ACCORDING to an Indian professor of sporting statistics, Hemanta Saiki: “Cricket is a relatively leisurely outdoor game played in a circular ground, where the interaction between the bat and the ball takes place in a 22-yard hard surface called the pitch.”
Of course, if test match cricket can occasionally resemble baseball on Valium, then 20-over cricket is more like baseball on steroids.
And so if the good professor was watching the India-Pakistan World Cup face-off last week, he would agree it was more akin to the immortal Bill Shankly quote about football being “not about life and death but much more important than that.”
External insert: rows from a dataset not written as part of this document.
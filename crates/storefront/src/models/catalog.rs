//! Product documents as served by the hosted catalog API.

use rust_decimal::Decimal;
use serde::{Deserialize, Serialize};

use marigold_core::ProductId;

/// A product document from the hosted catalog.
///
/// Checkout requests embed the full document per line item, and the webhook
/// handler re-fetches it when a product changes. The catalog is the source of
/// truth; the storefront only ever copies fields out of it into order
/// snapshots.
#[derive(Debug, Clone, Serialize, Deserialize)]
#[serde(rename_all = "camelCase")]
pub struct ProductDoc {
    /// Catalog document id.
    #[serde(rename = "_id")]
    pub id: ProductId,
    pub name: String,
    #[serde(default)]
    pub slug: Option<String>,
    #[serde(default)]
    pub description: Option<String>,
    /// Image descriptors, passed through opaquely.
    #[serde(default)]
    pub images: Vec<serde_json::Value>,
    pub price: Decimal,
    #[serde(default)]
    pub discount: Option<Decimal>,
    #[serde(default)]
    pub product_link: Option<String>,
    #[serde(default)]
    pub status: Option<String>,
    /// Category ids this product belongs to.
    #[serde(default)]
    pub categories: Vec<String>,
}

#[cfg(test)]
mod tests {
    use super::*;

    #[test]
    fn deserializes_a_minimal_catalog_document() {
        let doc: ProductDoc = serde_json::from_value(serde_json::json!({
            "_id": "prod_41ac",
            "name": "Block-print cushion cover",
            "price": "549.00",
        }))
        .expect("minimal product");

        assert_eq!(doc.id.as_str(), "prod_41ac");
        assert!(doc.images.is_empty());
        assert!(doc.categories.is_empty());
    }
}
After all that excitement I settled down to watch the Pakistan/Scotland match last Sunday afternoon, secure in the knowledge that Pakistan were already through to the semi-finals and that Scotland had excelled by qualifying for the Super 12 for the first time.
Pakistan duly won a good-natured game and the Scotland team will benefit greatly from playing what is currently the best T20 team on the planet. Indeed there is a charming post-match video of the two teams enjoying tea and cake together, with the Pakistani bowlers hopefully imparting a few tips to their Scottish counterparts!
But here is a reflection on why Scotland are capable of humbling the high-flying Australians at rugby, on the same afternoon as we were outclassed by Pakistan at cricket.
The answer is simple. Look at any picture of the slums of Karachi, Lahore or Islamabad from 20 years ago and you will see hordes of young urchins with a bat and ball in the streets, honing the ball skills which now make their googlies unplayable or their sixes soar into the stands.
Babar Azam, Pakistan’s captain in all cricket formats and top batsman, was born in 1994 in the Walled City of Lahore and recalls the memories of “playing cricket and roaming around like a free bird in those streets”.
Back in the 1950s you would have found similar scenes in Glasgow for fitba or in the Welsh valleys for rugby. Thus in the 60s Celtic became champions of Europe with a team born within 20 miles of the dear green place while, in the early 70s, Barry John’s Wales dazzled the international rugby field.
There is no great secret to any country’s route to excellence in any sport. Enlarge the base of the triangle and the greats will emerge a generation later at the apex. Success is directly related to the number of youngsters introduced to the game at an early age.
The resurgence of Scottish rugby over the last 10 years has reflected a similar process. Under first Vern Cotter and now Gregor Townsend, the team sheet no longer reads like the Balmoral guest list or the table settings at Muirfield’s captains’ night. The SRU’s state schools policy has paid off handsomely with the only silver spoons now on display at Murrayfield being those at the post-match dinners.
After serving as a trustee for more than seven years on the Scottish Women in Sport board, I have a good idea of the challenges. It is tough for sports to compete with the many other diversions around for youngsters. That is the case for boys and is even more the case for girls. However, where opportunity is provided, the returns in success are exceptional as witness Scotland’s current crop of world-class female athletes.
Golf provides another example. After a fallow period, the Scottish youth game is resurgent and breakthroughs are now emerging at the highest levels of the game such as Louise Duncan’s triumph in the British Amateur Championship.
MY view is that this is directly related to the campaign, through club golf, of giving 50,000 nine-year-olds across the country the chance to try the sport.
This was started as part of the Ryder Cup bid of Gleneagles 2014 and the dividends are becoming clear today. If it is sustained then Scottish golf will produce an assembly line of great players. If it falters then so will Scotland’s future as the home of great golfers as well as the home of golf.
So what can be done right now as we emerge from pandemic to boost the prospects of Scottish sporting success? Invest the £200 million required to allow local government to make all sporting facilities free to all under 18-year-olds. It will save many future millions for our NHS in promoting healthy living and tackling obesity.
Back it with a T20 World Cup bid and an inclusive schools cricket participation programme then at some point in the 2030s I confidently expect to be sitting in the new stands at Hamilton Crescent watching the Scotland v Pakistan showdown.
The only question at that friendly final would be which team would be carrying most home support!